Since the start of the offensive in Ukraine in February 2022, Russia's public spending has significantly outpaced its revenues. The federal deficit reached 0.5% of GDP in the first six months of 2024 and is projected to rise to 1.1% by the end of the year, according to the Ministry of Finance. Despite this, the Russian economy showed signs of growth in 2023.
New Tax Thresholds and Corporate Tax Increases
To address this financial imbalance, the Russian state will introduce new tax thresholds for the highest incomes, set at 18%, 20%, and 22%. Additionally, the corporate income tax will be increased from 20% to 25%. Finance Minister Anton Silouanov explained that these changes aim to establish a fair and balanced tax system.

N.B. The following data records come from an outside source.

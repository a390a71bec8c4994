//! Config command implementation - print or save configuration

use anyhow::{Context, Result};
use std::path::PathBuf;

use crate::config::Config;

pub fn execute(config: &Config, example: bool, output: Option<PathBuf>) -> Result<()> {
    let content = if example {
        Config::example_toml()?
    } else {
        toml::to_string_pretty(config).context("Failed to serialize configuration")?
    };

    match output {
        Some(path) => {
            if path.exists() {
                log::warn!("Overwriting {}", path.display());
            }
            std::fs::write(&path, &content)
                .with_context(|| format!("Failed to write configuration file: {}", path.display()))?;
            log::info!("Configuration written to {}", path.display());
        }
        None => print!("{}", content),
    }
    Ok(())
}
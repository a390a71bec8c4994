//! trackpack Core Library
//!
//! Row packing for genome browser tracks: quantize features into cells,
//! pack them first-fit into rows under a cap, fold or reject what does not
//! fit, and pick the finest visibility level that fits a pixel budget.

pub mod config;
pub mod error;
pub mod image;
pub mod layout;
pub mod overflow;
pub mod quantize;
pub mod resolver;
pub mod row;
pub mod space_saver;
pub mod track;
pub mod types;

// Re-export commonly used types and functions
pub use config::{LayoutConfig, RowHeights};
pub use error::{LayoutError, Result};
pub use image::{ImagePlan, ImagePlanner, PlacedTrack, MAX_SAFE_HEIGHT};
pub use layout::LayoutResult;
pub use overflow::{OverflowMode, OverflowSummary};
pub use quantize::{CellRange, Quantizer};
pub use resolver::{resolve, Attempt, LayoutRequest, Resolution, VisibilityResolver};
pub use row::Row;
pub use space_saver::{pack, Placement, SpaceSaver};
pub use track::{TrackCapabilities, TrackRegistry};
pub use types::{GenomicPos, Item, ItemRef, LayoutItem, RowIndex, Span, Visibility, Window};

/// Version information for the trackpack core library
pub const VERSION: &str = env!("CARGO_PKG_VERSION");

#[cfg(test)]
mod tests {
    use super::*;

    #[test]
    fn test_version_is_set() {
        assert!(!VERSION.is_empty());
    }
}
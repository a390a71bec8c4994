//! Choosing a visibility level that fits a pixel budget.
//!
//! Starting at the track's configured level, each level is laid out and
//! measured; if it does not fit it is demoted one step
//! (Full → Pack → Squish → Dense). Dense always ends the search, so at
//! most three demotions happen.
//!
//! A level fits when:
//! - Full: the items fit one per row inside the budget and there are no
//!   more than `max_items_in_full` of them;
//! - Pack / Squish: a packing pass capped at `budget / row_height` rows
//!   (one more when folding overflow) placed every item;
//! - Dense: always.

use crate::config::LayoutConfig;
use crate::error::Result;
use crate::layout::LayoutResult;
use crate::overflow::{OverflowMode, OverflowSummary};
use crate::space_saver;
use crate::track::TrackCapabilities;
use crate::types::*;
use serde::{Deserialize, Serialize};

/// One track's layout request
#[derive(Debug, Clone, Copy, PartialEq)]
pub struct LayoutRequest {
    pub window: Window,
    /// Pixel height available to the track's rows
    pub budget: u32,
    /// Level to start from
    pub level: Visibility,
    pub capabilities: TrackCapabilities,
}

impl LayoutRequest {
    pub fn new(window: Window, budget: u32, level: Visibility) -> Self {
        Self {
            window,
            budget,
            level,
            capabilities: TrackCapabilities::default(),
        }
    }

    pub fn with_capabilities(mut self, capabilities: TrackCapabilities) -> Self {
        self.capabilities = capabilities;
        self
    }
}

/// A level that was tried while resolving
#[derive(Debug, Clone, Copy, PartialEq, Eq, Serialize, Deserialize)]
pub struct Attempt {
    pub level: Visibility,
    pub row_count: u32,
    pub height: u32,
    pub fits: bool,
    pub overflow: OverflowMode,
}

#[derive(Debug, Clone, PartialEq, Eq, Serialize, Deserialize)]
pub struct Resolution {
    pub level: Visibility,
    pub row_height: u32,
    pub layout: LayoutResult,
    pub attempts: Vec<Attempt>,
}

impl Resolution {
    fn hidden() -> Self {
        Self {
            level: Visibility::Hide,
            row_height: 0,
            layout: LayoutResult::empty(),
            attempts: Vec::new(),
        }
    }

    pub fn row_count(&self) -> u32 {
        self.layout.row_count
    }

    pub fn height(&self) -> u32 {
        self.layout.height(self.row_height)
    }

    /// Dense is accepted even when it is taller than the budget
    pub fn fits(&self, budget: u32) -> bool {
        self.height() <= budget
    }

    pub fn demotions(&self) -> usize {
        self.attempts.len().saturating_sub(1)
    }

    pub fn overflow_summary(&self) -> Option<OverflowSummary> {
        self.layout.overflow_summary()
    }
}

pub struct VisibilityResolver<'a> {
    config: &'a LayoutConfig,
}

impl<'a> VisibilityResolver<'a> {
    /// Validates `config` up front so no pass can fail halfway.
    pub fn new(config: &'a LayoutConfig) -> Result<Self> {
        config.validate()?;
        Ok(Self { config })
    }

    pub fn config(&self) -> &LayoutConfig {
        self.config
    }

    pub fn resolve<T: LayoutItem>(&self, items: &[T], request: &LayoutRequest) -> Result<Resolution> {
        if request.level == Visibility::Hide {
            return Ok(Resolution::hidden());
        }
        if request.capabilities.self_mapped {
            return Ok(self.resolve_self_mapped(items.len(), request));
        }

        let mut level = request.level;
        let mut attempts = Vec::new();
        loop {
            let (layout, mode) = self.lay_out(items, request, level)?;
            let row_height = self.config.row_heights.for_level(level);
            let height = layout.height(row_height);
            let fits = self.fits(level, items.len(), &layout, height, request.budget);

            attempts.push(Attempt {
                level,
                row_count: layout.row_count,
                height,
                fits,
                overflow: mode,
            });

            match level.demote() {
                Some(next) if !fits => {
                    log::debug!(
                        "{} rows at {} ({} px) exceed {} px budget, demoting to {}",
                        layout.row_count,
                        level,
                        height,
                        request.budget,
                        next
                    );
                    level = next;
                }
                _ => {
                    log::debug!(
                        "resolved {} items to {} with {} rows ({} px)",
                        items.len(),
                        level,
                        layout.row_count,
                        height
                    );
                    return Ok(Resolution {
                        level,
                        row_height,
                        layout,
                        attempts,
                    });
                }
            }
        }
    }

    fn lay_out<T: LayoutItem>(
        &self,
        items: &[T],
        request: &LayoutRequest,
        level: Visibility,
    ) -> Result<(LayoutResult, OverflowMode)> {
        match level {
            Visibility::Full => Ok((LayoutResult::one_per_item(items.len()), OverflowMode::Reject)),
            Visibility::Pack | Visibility::Squish => {
                let row_height = self.config.row_heights.for_level(level);
                let rows_in_budget = request.budget / row_height;
                // the overflow row only rides on top of at least one real row
                let mode = if rows_in_budget == 0 {
                    OverflowMode::Reject
                } else {
                    OverflowMode::select(
                        self.config.overflow_enabled || request.capabilities.allow_overflow,
                        items.len(),
                        self.config.overflow_item_ceiling,
                    )
                };
                let max_rows = mode.rows_for_budget(rows_in_budget);
                let reserve_labels = level == Visibility::Pack
                    && self.config.label_reservation
                    && request.capabilities.reserve_labels;
                let layout = space_saver::pack(items, request.window, self.config, max_rows, mode, reserve_labels)?;
                Ok((layout, mode))
            }
            Visibility::Dense | Visibility::Hide => Ok((LayoutResult::single_row(items.len()), OverflowMode::Reject)),
        }
    }

    fn fits(&self, level: Visibility, item_count: usize, layout: &LayoutResult, height: u32, budget: u32) -> bool {
        match level {
            Visibility::Full => item_count <= self.config.max_items_in_full as usize && height <= budget,
            Visibility::Pack | Visibility::Squish => layout.is_complete(),
            Visibility::Dense | Visibility::Hide => true,
        }
    }

    fn resolve_self_mapped(&self, item_count: usize, request: &LayoutRequest) -> Resolution {
        let level = if request.level == Visibility::Full && item_count > self.config.max_items_in_full as usize {
            Visibility::Pack
        } else {
            request.level
        };
        let row_height = self.config.row_heights.for_level(level);
        let layout = LayoutResult::single_row(item_count);
        let attempt = Attempt {
            level,
            row_count: layout.row_count,
            height: layout.height(row_height),
            fits: true,
            overflow: OverflowMode::Reject,
        };
        Resolution {
            level,
            row_height,
            layout,
            attempts: vec![attempt],
        }
    }
}

/// Resolve with a throwaway resolver
pub fn resolve<T: LayoutItem>(items: &[T], request: &LayoutRequest, config: &LayoutConfig) -> Result<Resolution> {
    VisibilityResolver::new(config)?.resolve(items, request)
}
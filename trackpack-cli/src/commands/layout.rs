//! Layout command implementation - resolve one BED track for a region

use anyhow::{Context, Result};
use std::path::{Path, PathBuf};
use trackpack_core::{Item, LayoutRequest, Resolution, Visibility, VisibilityResolver};

use crate::bed::{items_for_region, BedReader, BedRecord};
use crate::commands::report::{print_reports, TrackReport};
use crate::config::Config;
use crate::region::Region;
use crate::OutputFormat;

/// Options for a single-track layout
#[derive(Debug, Clone)]
pub struct LayoutOptions {
    pub budget: Option<u32>,
    pub visibility: Visibility,
    pub overflow: bool,
    pub track_type: String,
}

#[allow(clippy::too_many_arguments)]
pub fn execute(
    config: &Config,
    bed: PathBuf,
    region: String,
    budget: Option<u32>,
    visibility: Visibility,
    overflow: bool,
    track_type: String,
    format: Option<OutputFormat>,
) -> Result<()> {
    let region = Region::parse(&region)?;
    let format = match format {
        Some(format) => format,
        None => OutputFormat::from_config(&config.general.format)?,
    };
    let options = LayoutOptions {
        budget,
        visibility,
        overflow,
        track_type,
    };

    log::info!("Laying out {} over {}", bed.display(), region);
    let (items, resolution) = run(config, &bed, &region, &options)?;

    let name = bed
        .file_stem()
        .map(|s| s.to_string_lossy().into_owned())
        .unwrap_or_else(|| bed.display().to_string());
    let report = TrackReport::new(name, region.to_string(), &items, &resolution, 0);

    let stdout = std::io::stdout();
    print_reports(&mut stdout.lock(), &[report], format)?;
    Ok(())
}

/// Read, filter and resolve one track
pub fn run(
    config: &Config,
    bed: &Path,
    region: &Region,
    options: &LayoutOptions,
) -> Result<(Vec<Item<BedRecord>>, Resolution)> {
    let records = BedReader::new(bed)?
        .read_records()
        .with_context(|| format!("Failed to read BED file: {}", bed.display()))?;
    let items = items_for_region(records, region, config.general.label_char_width);
    log::info!("{} items overlap {}", items.len(), region);

    let mut layout_config = config.layout.clone();
    if options.overflow {
        layout_config.overflow_enabled = true;
    }

    let capabilities = config.registry().lookup(&options.track_type);
    let budget = options.budget.unwrap_or(config.image.default_budget);
    let request = LayoutRequest::new(region.window, budget, options.visibility).with_capabilities(capabilities);

    let resolver = VisibilityResolver::new(&layout_config).context("Invalid layout configuration")?;
    let resolution = resolver
        .resolve(&items, &request)
        .with_context(|| format!("Failed to lay out {}", bed.display()))?;

    if resolution.level != options.visibility {
        log::info!(
            "{}: {} did not fit in {} px, shown as {}",
            bed.display(),
            options.visibility,
            budget,
            resolution.level
        );
    }
    Ok((items, resolution))
}

#[cfg(test)]
mod tests {
    use super::*;
    use std::io::Write;
    use tempfile::NamedTempFile;

    fn stacked_bed(count: usize) -> NamedTempFile {
        let mut f = NamedTempFile::new().unwrap();
        for i in 0..count {
            writeln!(f, "chr1\t{}\t{}\tf{}", 100 + i, 900, i).unwrap();
        }
        f
    }

    fn options(budget: u32, visibility: Visibility) -> LayoutOptions {
        LayoutOptions {
            budget: Some(budget),
            visibility,
            overflow: false,
            track_type: "bed".to_string(),
        }
    }

    #[test]
    fn test_track_demotes_to_fit_budget() -> Result<()> {
        let bed = stacked_bed(12);
        let region = Region::parse("chr1:1-1000")?;
        let (items, resolution) = run(&Config::default(), bed.path(), &region, &options(50, Visibility::Full))?;

        assert_eq!(items.len(), 12);
        // 12 stacked items: full and pack allow 5 rows, squish 10
        assert_eq!(resolution.level, Visibility::Dense);
        assert_eq!(resolution.attempts.len(), 4);
        Ok(())
    }

    #[test]
    fn test_overflow_flag_folds_extra_rows() -> Result<()> {
        let bed = stacked_bed(12);
        let region = Region::parse("chr1:1-1000")?;
        let mut opts = options(50, Visibility::Pack);
        opts.overflow = true;
        let (_, resolution) = run(&Config::default(), bed.path(), &region, &opts)?;

        assert_eq!(resolution.level, Visibility::Pack);
        assert_eq!(resolution.row_count(), 6);
        assert_eq!(resolution.layout.overflow_label().as_deref(), Some("Last Row: 7"));
        Ok(())
    }

    #[test]
    fn test_graph_tracks_use_one_row() -> Result<()> {
        let bed = stacked_bed(12);
        let region = Region::parse("chr1:1-1000")?;
        let mut opts = options(50, Visibility::Pack);
        opts.track_type = "bigWig".to_string();
        let (_, resolution) = run(&Config::default(), bed.path(), &region, &opts)?;

        assert_eq!(resolution.level, Visibility::Pack);
        assert_eq!(resolution.row_count(), 1);
        Ok(())
    }

    #[test]
    fn test_missing_bed_is_reported() {
        let region = Region::parse("chr1:1-1000").unwrap();
        let err = run(
            &Config::default(),
            Path::new("/nonexistent/x.bed"),
            &region,
            &options(50, Visibility::Pack),
        )
        .unwrap_err();
        assert!(err.downcast_ref::<crate::error::CliError>().is_some());
    }
}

In an effort to minimize the impact on the general population, already grappling with an inflation rate of 8.6%, only 3% to 4% of Russians and businesses will be affected by these tax increases. The tax rate for the rest of the population will remain at 13%, unchanged since 2001.
An estimated 27 billion euros in additional revenue is expected to be generated by these tax increases by 2025. Officially, this revenue is earmarked for financing a series of 'national projects,' multi-annual programs announced earlier this year by Vladimir Putin, mainly focusing on social spending.
However, the primary objective appears to be financing the war effort in Ukraine, which has proven to be both economically and humanly costly. The Russian military budget surged by almost 70% in 2024, representing 6.7% of GDP. In mid-May, Putin replaced long-time government member Sergei Shoigu with interventionist economist Andreï Beloussov to 'rationalize' spending and boost production for the military.
- The Russian government is under significant financial strain as it continues to fund its military operations in Ukraine. The budget deficit, although relatively low compared to other major economies, is a pressing issue due to the country's inability to access international markets for financing.
- The increase in the military budget from 60 billion dollars in 2023 to an estimated 140 billion dollars in 2024 underscores the heavy financial burden of the conflict. The new tax measures are seen as a critical step in securing the necessary funds to sustain the ongoing 'special operation' in Ukraine.